Comparative survival, quality of life and cost-effectiveness of intensive therapy with autologous blood cell transplantation or conventional chemotherapy in multiple myeloma

P Henon, B Donatini, J C Eisenmann, M Becker, G Beck-Wirth
Bone Marrow Transplantation 1995, 16 (1): 19-25
7581122
We retrospectively compared survival time, quality of life, and the therapy costs in 37 patients suffering from newly diagnosed multiple myeloma (MM), divided into 3 groups. Twelve patients with grade III MM, according to the classification of Durie-Salmon, all with widespread lytic lesions (group I), underwent a two-phase intensive therapy. They first received high-dose melphalan (HDM), both as tumor-reducing and blood cell (BC)-mobilizing chemotherapy, subsequently followed by BC transplantation. Group II comprising 10 patients, also with grade III MM and with characteristics similar to those of group I, were treated with conventional polychemotherapy. Finally, group III enrolled 15 patients with lower grade disease (grade II) who were also treated with conventional chemotherapy.
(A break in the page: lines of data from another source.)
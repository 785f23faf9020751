use std::collections::HashMap;
use std::sync::Mutex;

use anyhow::bail;
use async_trait::async_trait;
use bytes::Bytes;

use crate::ObjectStore;

/// In-memory store for tests: a URI map for `fetch`, a recording sink for
/// `store`.  Can be switched to fail uploads to exercise the
/// artifact-upload error path.
#[derive(Default)]
pub struct MemoryStore {
    objects: Mutex<HashMap<String, Bytes>>,
    fail_uploads: bool,
}

impl MemoryStore {
    pub fn new() -> Self {
        Self::default()
    }

    /// A store whose every `store` call fails, as if unreachable.
    pub fn failing_uploads() -> Self {
        Self { objects: Mutex::new(HashMap::new()), fail_uploads: true }
    }

    /// Seed a fetchable object under the given URI.
    pub fn insert(&self, uri: impl Into<String>, bytes: impl Into<Bytes>) {
        self.objects.lock().unwrap().insert(uri.into(), bytes.into());
    }

    pub fn stored_keys(&self) -> Vec<String> {
        let mut keys: Vec<String> = self.objects.lock().unwrap().keys().cloned().collect();
        keys.sort();
        keys
    }

    pub fn get(&self, key: &str) -> Option<Bytes> {
        self.objects.lock().unwrap().get(key).cloned()
    }
}

#[async_trait]
impl ObjectStore for MemoryStore {
    async fn fetch(&self, uri: &str) -> anyhow::Result<Bytes> {
        match self.objects.lock().unwrap().get(uri) {
            Some(bytes) => Ok(bytes.clone()),
            None => bail!("no such object: {uri}"),
        }
    }

    async fn store(&self, key: &str, bytes: Bytes) -> anyhow::Result<String> {
        if self.fail_uploads {
            bail!("storage unreachable");
        }
        self.objects.lock().unwrap().insert(key.to_string(), bytes);
        Ok(format!("memory://{key}"))
    }
}

#[cfg(test)]
mod tests {
    use super::*;

    #[tokio::test]
    async fn fetch_returns_seeded_bytes() {
        let store = MemoryStore::new();
        store.insert("s3://bucket/sales.csv", &b"a,b\n1,2\n"[..]);
        let bytes = store.fetch("s3://bucket/sales.csv").await.unwrap();
        assert_eq!(&bytes[..], b"a,b\n1,2\n");
    }

    #[tokio::test]
    async fn fetch_unknown_uri_errors() {
        let store = MemoryStore::new();
        assert!(store.fetch("s3://bucket/missing.csv").await.is_err());
    }

    #[tokio::test]
    async fn store_returns_memory_reference() {
        let store = MemoryStore::new();
        let reference = store.store("charts/s1/plot.png", Bytes::from_static(b"png")).await.unwrap();
        assert_eq!(reference, "memory://charts/s1/plot.png");
        assert_eq!(store.get("charts/s1/plot.png").unwrap(), Bytes::from_static(b"png"));
    }

    #[tokio::test]
    async fn failing_store_errors() {
        let store = MemoryStore::failing_uploads();
        assert!(store.store("k", Bytes::new()).await.is_err());
    }
}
The median overall survival time and the quality of life index were significantly lower in group II than in group I (P = 0.0013 and < 0.001 respectively). Although the overall survival time of group III (43 months) was similar to that of group I, its quality of life index was also significantly lower (P < 0.05). However, the total therapy costs of group I were globally higher than those of the 2 other groups, but when absolute cost-effectiveness as well as qualitative cost-effectiveness (corrected for quality of life) were analyzed, the costs per week of life gained of group I compared extremely favorably with those of group II and, to a lower degree, of group III. Intensive therapy therefore seems capable of substantially improving the survival time for high-risk MM patients with satisfactory quality of life and at a reasonable cost.